Hence, a possible improvement for current civil and structural engineering curricula is introducing students to the existence of forward and inverse problems and how they relate to one another and to provide examples where each type of problem arises and how to solve them. As identified previously, this will also potentially require teaching students a host of new skills, especially if data-driven models continue to be effective tools for solving inverse problems, as is the case in SHM and increasingly likely in design. More importantly, especially when taking into consideration the recent developments in data science ranging from convolutional neural networks [312], transformers [313] and graph neural networks [314], there exists a vast spectrum of knowledge and applications we may not even be aware of.

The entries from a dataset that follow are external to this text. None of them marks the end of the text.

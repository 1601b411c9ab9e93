//! Error types for sr-db

use thiserror::Error;

/// Database operation errors
#[derive(Error, Debug)]
pub enum DbError {
    /// Connection error (D001)
    #[error("[D001] Database connection failed: {0}")]
    ConnectionError(String),

    /// Query execution error (D002)
    #[error("[D002] SQL execution failed: {0}")]
    ExecutionError(String),

    /// Table not found (D003)
    #[error("[D003] Table not found: {0}")]
    TableNotFound(String),

    /// Query attempted against an offline database (D004)
    #[error("[D004] Cannot query in offline mode: {0}")]
    Offline(String),

    /// Row could not be decoded (D005)
    #[error("[D005] Invalid row from {table}: {message}")]
    InvalidRow { table: String, message: String },

    /// No dialect recognised the connection (D006)
    #[error("[D006] Unsupported database: {0}")]
    UnsupportedDatabase(String),

    /// Internal error (D007)
    #[error("[D007] Internal database error: {0}")]
    Internal(String),

    /// D008: SQL generation error propagation
    #[error("[D008] SQL generation error: {0}")]
    Sql(#[from] sr_sql::SqlError),

    /// D009: Core error propagation
    #[error("[D009] Core error: {0}")]
    Core(#[from] sr_core::CoreError),
}

/// Result type alias for DbError
pub type DbResult<T> = Result<T, DbError>;

impl DbError {
    /// Whether this error means the queried table is absent
    pub fn is_table_not_found(&self) -> bool {
        matches!(self, DbError::TableNotFound(_))
    }
}

/// Change-log lock errors
#[derive(Error, Debug)]
pub enum LockError {
    /// L001: A table believed to exist could not be queried
    #[error("[L001] Unexpected failure reading lock table {table}: {source}")]
    Unexpected {
        table: String,
        #[source]
        source: DbError,
    },

    /// L002: Database error propagation
    #[error("[L002] Lock database error: {0}")]
    Db(#[from] DbError),
}

/// Result type alias for LockError
pub type LockResult<T> = Result<T, LockError>;

impl From<sr_sql::SqlError> for LockError {
    fn from(err: sr_sql::SqlError) -> Self {
        LockError::Db(err.into())
    }
}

As a matter of fact, in terms of research, we are perhaps faced with a unique situation in academia today. Although only time will tell, it could be argued that similar to how the ‘invention’ (or discovery) of calculus in the eighteenth century was instrumental in providing us with the necessary tools for solving forward problems, resulting in material models and PDEs which allow the creation of complex FEMs, so too might the rise of machine learning and data science, which are only now starting to gain serious attention in mathematics [287], allow a more rigorous treatment of solving inverse problems. By realizing the pervasiveness of inverse problems in structural engineering, but also the fundamental differences from forward problems, there is potentially a vast, untouched and exciting realm of research which awaits.

Conclusion

This article aimed to demonstrate that numerous structural engineering sub-fields may be either fundamentally or partially viewed as inverse problems. It was shown that this concept is well accepted in, for example, SHM; however, sub-fields such as structural design are not commonly (formally) defined as inverse problems. We argue that, by shifting this paradigm in structural engineering academia and industry, we may collectively capitalize on the rich methodologies and approaches already established in the inverse problems community. This beneficial relationship between structural and inverse communities is expected to pay exponential dividends as new tools, such as machine-learned models, emerge and develop—offering new opportunities for solving previously inaccessible, intractable and/or unforeseen structural challenges.